Part Ten: Architect Growth and Decision Making (Mainly from Appendix Six)
I. Architect Competency Model
graph LR
A[Technical Depth] --> B(Systems Thinking)
B --> C(Business Acumen)
C --> D(Communication & Collaboration)
D --> E(Decision Making & Trade-offs)
E --> F(Technical Leadership)
* Technical Depth: Master core tech principles, possess hands-on skills.
* Systems Thinking: Understand interactions between system parts, have a holistic view.
* Business Acumen: Understand business goals and processes, connect tech with business.
* Communication & Collaboration: Clearly articulate designs, facilitate cross-team work.
* Decision Making & Trade-offs: Make sound tech choices under constraints.
* Technical Leadership: Influence teams, drive tech evolution and innovation.

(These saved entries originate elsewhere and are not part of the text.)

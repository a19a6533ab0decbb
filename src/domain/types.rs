//! Shared identifier and classification types for the allocator

use crate::error::ParkingError;
use serde::{Deserialize, Serialize};
use uuid::Uuid;

/// Optimistic concurrency token carried by every versioned entity
#[derive(Debug, Clone, Copy, PartialEq, Eq, PartialOrd, Ord, Hash, Serialize, Deserialize)]
#[repr(transparent)]
pub struct Version(pub u64);

impl Version {
    /// Version assigned to an entity on first insert
    pub const INITIAL: Version = Version(0);

    #[inline]
    pub fn next(self) -> Version {
        Version(self.0 + 1)
    }
}

impl std::fmt::Display for Version {
    fn fmt(&self, f: &mut std::fmt::Formatter<'_>) -> std::fmt::Result {
        write!(f, "{}", self.0)
    }
}

macro_rules! uuid_id {
    ($(#[$meta:meta])* $name:ident) => {
        $(#[$meta])*
        #[derive(Debug, Clone, Copy, PartialEq, Eq, PartialOrd, Ord, Hash, Serialize, Deserialize)]
        #[repr(transparent)]
        pub struct $name(pub Uuid);

        impl $name {
            /// Generate a new time-sortable id (UUIDv7)
            pub fn new() -> Self {
                Self(Uuid::now_v7())
            }
        }

        impl Default for $name {
            fn default() -> Self {
                Self::new()
            }
        }

        impl std::fmt::Display for $name {
            fn fmt(&self, f: &mut std::fmt::Formatter<'_>) -> std::fmt::Result {
                write!(f, "{}", self.0)
            }
        }
    };
}

uuid_id!(
    /// Newtype wrapper for facility ids
    FacilityId
);
uuid_id!(
    /// Newtype wrapper for sector ids
    SectorId
);
uuid_id!(
    /// Newtype wrapper for reservation ids
    ReservationId
);
uuid_id!(
    /// Newtype wrapper for parking event ids
    ParkingEventId
);

/// Opaque, pre-authenticated client identity
#[derive(Debug, Clone, PartialEq, Eq, Hash, Serialize, Deserialize)]
#[serde(transparent)]
pub struct ClientId(pub String);

impl ClientId {
    pub fn new(id: impl Into<String>) -> Self {
        Self(id.into())
    }

    pub fn as_str(&self) -> &str {
        &self.0
    }
}

impl std::fmt::Display for ClientId {
    fn fmt(&self, f: &mut std::fmt::Formatter<'_>) -> std::fmt::Result {
        f.write_str(&self.0)
    }
}

/// Client service level. Ordering is meaningful: a higher tier reaches
/// every sector type a lower tier reaches.
#[derive(Debug, Clone, Copy, PartialEq, Eq, PartialOrd, Ord, Hash, Serialize, Deserialize)]
#[serde(rename_all = "SCREAMING_SNAKE_CASE")]
pub enum ClientTier {
    Basic,
    Standard,
    Premium,
}

impl ClientTier {
    pub const ALL: [ClientTier; 3] = [ClientTier::Basic, ClientTier::Standard, ClientTier::Premium];

    #[inline]
    pub fn can_use(self, sector_type: SectorType) -> bool {
        self >= sector_type.required_tier()
    }

    /// Sector types reachable by this tier, cheapest first
    pub fn eligible_types(self) -> &'static [SectorType] {
        match self {
            ClientTier::Basic => &[SectorType::Uncovered],
            ClientTier::Standard => &[SectorType::Uncovered, SectorType::Covered],
            ClientTier::Premium => {
                &[SectorType::Uncovered, SectorType::Covered, SectorType::Underground]
            }
        }
    }

    pub fn as_str(&self) -> &'static str {
        match self {
            ClientTier::Basic => "basic",
            ClientTier::Standard => "standard",
            ClientTier::Premium => "premium",
        }
    }
}

impl std::fmt::Display for ClientTier {
    fn fmt(&self, f: &mut std::fmt::Formatter<'_>) -> std::fmt::Result {
        f.write_str(self.as_str())
    }
}

impl std::str::FromStr for ClientTier {
    type Err = ParkingError;

    fn from_str(s: &str) -> Result<Self, Self::Err> {
        match s.trim().to_ascii_uppercase().as_str() {
            "BASIC" => Ok(ClientTier::Basic),
            "STANDARD" => Ok(ClientTier::Standard),
            "PREMIUM" => Ok(ClientTier::Premium),
            _ => Err(ParkingError::InvalidTier(s.to_string())),
        }
    }
}

/// Physical kind of a sector
#[derive(Debug, Clone, Copy, PartialEq, Eq, PartialOrd, Ord, Hash, Serialize, Deserialize)]
#[serde(rename_all = "lowercase")]
pub enum SectorType {
    Uncovered,
    Covered,
    Underground,
}

impl SectorType {
    /// Lowest client tier allowed to park in this sector type
    #[inline]
    pub fn required_tier(self) -> ClientTier {
        match self {
            SectorType::Uncovered => ClientTier::Basic,
            SectorType::Covered => ClientTier::Standard,
            SectorType::Underground => ClientTier::Premium,
        }
    }

    pub fn as_str(&self) -> &'static str {
        match self {
            SectorType::Uncovered => "uncovered",
            SectorType::Covered => "covered",
            SectorType::Underground => "underground",
        }
    }
}

impl std::fmt::Display for SectorType {
    fn fmt(&self, f: &mut std::fmt::Formatter<'_>) -> std::fmt::Result {
        f.write_str(self.as_str())
    }
}

impl std::str::FromStr for SectorType {
    type Err = ParkingError;

    fn from_str(s: &str) -> Result<Self, Self::Err> {
        match s.trim().to_ascii_lowercase().as_str() {
            "uncovered" => Ok(SectorType::Uncovered),
            "covered" => Ok(SectorType::Covered),
            "underground" => Ok(SectorType::Underground),
            _ => Err(ParkingError::InvalidSectorType(s.to_string())),
        }
    }
}

/// How a facility picks a sector for a new reservation
#[derive(Debug, Clone, Copy, PartialEq, Eq, Hash, Default, Serialize, Deserialize)]
#[serde(rename_all = "snake_case")]
pub enum PlacementStrategy {
    #[default]
    LeastOccupied,
}

impl PlacementStrategy {
    pub fn as_str(&self) -> &'static str {
        match self {
            PlacementStrategy::LeastOccupied => "least_occupied",
        }
    }
}

impl std::str::FromStr for PlacementStrategy {
    type Err = ParkingError;

    fn from_str(s: &str) -> Result<Self, Self::Err> {
        match s.trim().to_ascii_lowercase().as_str() {
            "least_occupied" => Ok(PlacementStrategy::LeastOccupied),
            _ => Err(ParkingError::InvalidStrategy(s.to_string())),
        }
    }
}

II. Learning and Growth Path
Stage | Key Competencies | Recommended Practices |
---|---|---|
Junior Engineer | Component Principles, Coding Standards | Participate in projects, Read source code, Write unit tests |
Mid-level Eng. | Module/Subsystem Design, Troubleshooting | Lead module dev, Code Review, Participate in OnCall |
Senior Engineer | Complex System Design, Tech Selection | Lead project architecture, Solve perf. bottlenecks, Tech sharing |
Architect | Tech Strategy, Cross-domain Coord. | Define arch. evolution roadmap, Review designs, Solve tough problems |
Senior Architect | Business Architecture Design, Org. Enablement | Define tech standards, Drive platformization, Mentor talent |
III. Architecture Decision Framework
- Define Problem & Goals: What business problem to solve? Key quality attributes?

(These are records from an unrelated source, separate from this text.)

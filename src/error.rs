//! Error types for the allocator
//!
//! - [`StoreError`] - repository-level failures (missing row, stale version)
//! - [`ParkingError`] - everything the public operations return
//! - [`ErrorCategory`] - coarse classification for the calling layer

use crate::domain::types::{
    ClientTier, FacilityId, ReservationId, SectorId, Version,
};
use crate::domain::reservation::ReservationStatus;
use thiserror::Error;

/// Kind of entity a repository error refers to
#[derive(Debug, Clone, Copy, PartialEq, Eq, Hash)]
pub enum EntityKind {
    Facility,
    Sector,
    Reservation,
}

impl EntityKind {
    pub fn as_str(&self) -> &'static str {
        match self {
            EntityKind::Facility => "facility",
            EntityKind::Sector => "sector",
            EntityKind::Reservation => "reservation",
        }
    }
}

impl std::fmt::Display for EntityKind {
    fn fmt(&self, f: &mut std::fmt::Formatter<'_>) -> std::fmt::Result {
        f.write_str(self.as_str())
    }
}

/// Failures of the load / compare-and-swap repository contract
#[derive(Debug, Clone, PartialEq, Eq, Error)]
pub enum StoreError {
    #[error("{kind} {id} not found")]
    NotFound { kind: EntityKind, id: String },

    #[error("{kind} {id} already exists")]
    AlreadyExists { kind: EntityKind, id: String },

    #[error("stale {kind} {id}: expected version {expected}, stored version {actual}")]
    Conflict { kind: EntityKind, id: String, expected: Version, actual: Version },
}

impl StoreError {
    pub fn not_found(kind: EntityKind, id: impl ToString) -> Self {
        StoreError::NotFound { kind, id: id.to_string() }
    }

    pub fn conflict(kind: EntityKind, id: impl ToString, expected: Version, actual: Version) -> Self {
        StoreError::Conflict { kind, id: id.to_string(), expected, actual }
    }
}

/// Classification of errors for handling strategies
#[derive(Debug, Clone, Copy, PartialEq, Eq, Hash)]
pub enum ErrorCategory {
    /// Caller error; nothing was mutated
    Validation,
    /// Expected contention on capacity; retryable
    CapacityConflict,
    /// Operation not allowed in the current state; nothing was mutated
    StateConflict,
}

/// Errors returned by allocator, lifecycle, sweep and administration operations
#[derive(Debug, Clone, PartialEq, Eq, Error)]
pub enum ParkingError {
    // Validation
    #[error("invalid client tier: {0}")]
    InvalidTier(String),

    #[error("invalid sector type: {0}")]
    InvalidSectorType(String),

    #[error("invalid placement strategy: {0}")]
    InvalidStrategy(String),

    #[error("unknown facility {0}")]
    UnknownFacility(FacilityId),

    #[error("unknown sector {0}")]
    UnknownSector(SectorId),

    #[error("unknown reservation {0}")]
    UnknownReservation(ReservationId),

    #[error("sector name must not be empty")]
    EmptySectorName,

    #[error("facility {facility} already has a sector named {name}")]
    DuplicateSectorName { facility: FacilityId, name: String },

    #[error("invalid capacity {0}: a sector needs at least one place")]
    InvalidCapacity(u32),

    // Capacity conflicts
    #[error("no available place in facility {facility} for {tier} tier")]
    NoAvailablePlace { facility: FacilityId, tier: ClientTier },

    #[error("concurrent modification: {0}")]
    Conflict(StoreError),

    #[error("sector {0} has no free place")]
    CapacityExhausted(SectorId),

    #[error("sector {0} has no occupied place to release")]
    SectorEmpty(SectorId),

    // State conflicts
    #[error("reservation {id} is not active (status: {status})")]
    ReservationNotActive { id: ReservationId, status: ReservationStatus },

    #[error("reservation {0} has already entered the parking")]
    AlreadyEntered(ReservationId),

    #[error("sector {sector} still has {active} active reservations")]
    SectorHasActiveReservations { sector: SectorId, active: u32 },

    #[error("sector {sector} cannot shrink to {requested} places while {occupied} are occupied")]
    CapacityBelowOccupancy { sector: SectorId, requested: u32, occupied: u32 },
}

impl ParkingError {
    pub fn category(&self) -> ErrorCategory {
        match self {
            ParkingError::InvalidTier(_)
            | ParkingError::InvalidSectorType(_)
            | ParkingError::InvalidStrategy(_)
            | ParkingError::UnknownFacility(_)
            | ParkingError::UnknownSector(_)
            | ParkingError::UnknownReservation(_)
            | ParkingError::EmptySectorName
            | ParkingError::DuplicateSectorName { .. }
            | ParkingError::InvalidCapacity(_) => ErrorCategory::Validation,
            ParkingError::NoAvailablePlace { .. }
            | ParkingError::Conflict(_)
            | ParkingError::CapacityExhausted(_)
            | ParkingError::SectorEmpty(_) => ErrorCategory::CapacityConflict,
            ParkingError::ReservationNotActive { .. }
            | ParkingError::AlreadyEntered(_)
            | ParkingError::SectorHasActiveReservations { .. }
            | ParkingError::CapacityBelowOccupancy { .. } => ErrorCategory::StateConflict,
        }
    }

    /// Whether the caller may retry the same request
    #[inline]
    pub fn is_retryable(&self) -> bool {
        self.category() == ErrorCategory::CapacityConflict
    }

    /// Short machine-readable tag used in logs and sweep reports
    pub fn code(&self) -> &'static str {
        match self {
            ParkingError::InvalidTier(_) => "invalid_tier",
            ParkingError::InvalidSectorType(_) => "invalid_sector_type",
            ParkingError::InvalidStrategy(_) => "invalid_strategy",
            ParkingError::UnknownFacility(_) => "unknown_facility",
            ParkingError::UnknownSector(_) => "unknown_sector",
            ParkingError::UnknownReservation(_) => "unknown_reservation",
            ParkingError::EmptySectorName => "empty_sector_name",
            ParkingError::DuplicateSectorName { .. } => "duplicate_sector_name",
            ParkingError::InvalidCapacity(_) => "invalid_capacity",
            ParkingError::NoAvailablePlace { .. } => "no_available_place",
            ParkingError::Conflict(_) => "conflict",
            ParkingError::CapacityExhausted(_) => "capacity_exhausted",
            ParkingError::SectorEmpty(_) => "sector_empty",
            ParkingError::ReservationNotActive { .. } => "reservation_not_active",
            ParkingError::AlreadyEntered(_) => "already_entered",
            ParkingError::SectorHasActiveReservations { .. } => "sector_has_active_reservations",
            ParkingError::CapacityBelowOccupancy { .. } => "capacity_below_occupancy",
        }
    }
}

/// Map a repository failure for an entity identified by `id`.
///
/// Not-found becomes the matching `Unknown*` validation error, stale
/// versions become `Conflict`.
pub(crate) fn sector_err(id: SectorId) -> impl Fn(StoreError) -> ParkingError {
    move |e| match e {
        StoreError::NotFound { .. } => ParkingError::UnknownSector(id),
        other => ParkingError::Conflict(other),
    }
}

pub(crate) fn reservation_err(id: ReservationId) -> impl Fn(StoreError) -> ParkingError {
    move |e| match e {
        StoreError::NotFound { .. } => ParkingError::UnknownReservation(id),
        other => ParkingError::Conflict(other),
    }
}

pub(crate) fn facility_err(id: FacilityId) -> impl Fn(StoreError) -> ParkingError {
    move |e| match e {
        StoreError::NotFound { .. } => ParkingError::UnknownFacility(id),
        other => ParkingError::Conflict(other),
    }
}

- Identify Constraints: Time, cost, team skills, existing tech stack, compliance, etc.
- Propose Candidate Solutions: Based on experience, research, industry practices.
- Evaluate & Trade-off: Use methods like ATAM, scorecards; assess pros/cons across dimensions, identify trade-offs.
- Record Decision (ADR): Clearly document final choice, rationale, potential impact.
- Validate & Iterate: Verify decision effectiveness via POC, gray release; adjust based on feedback.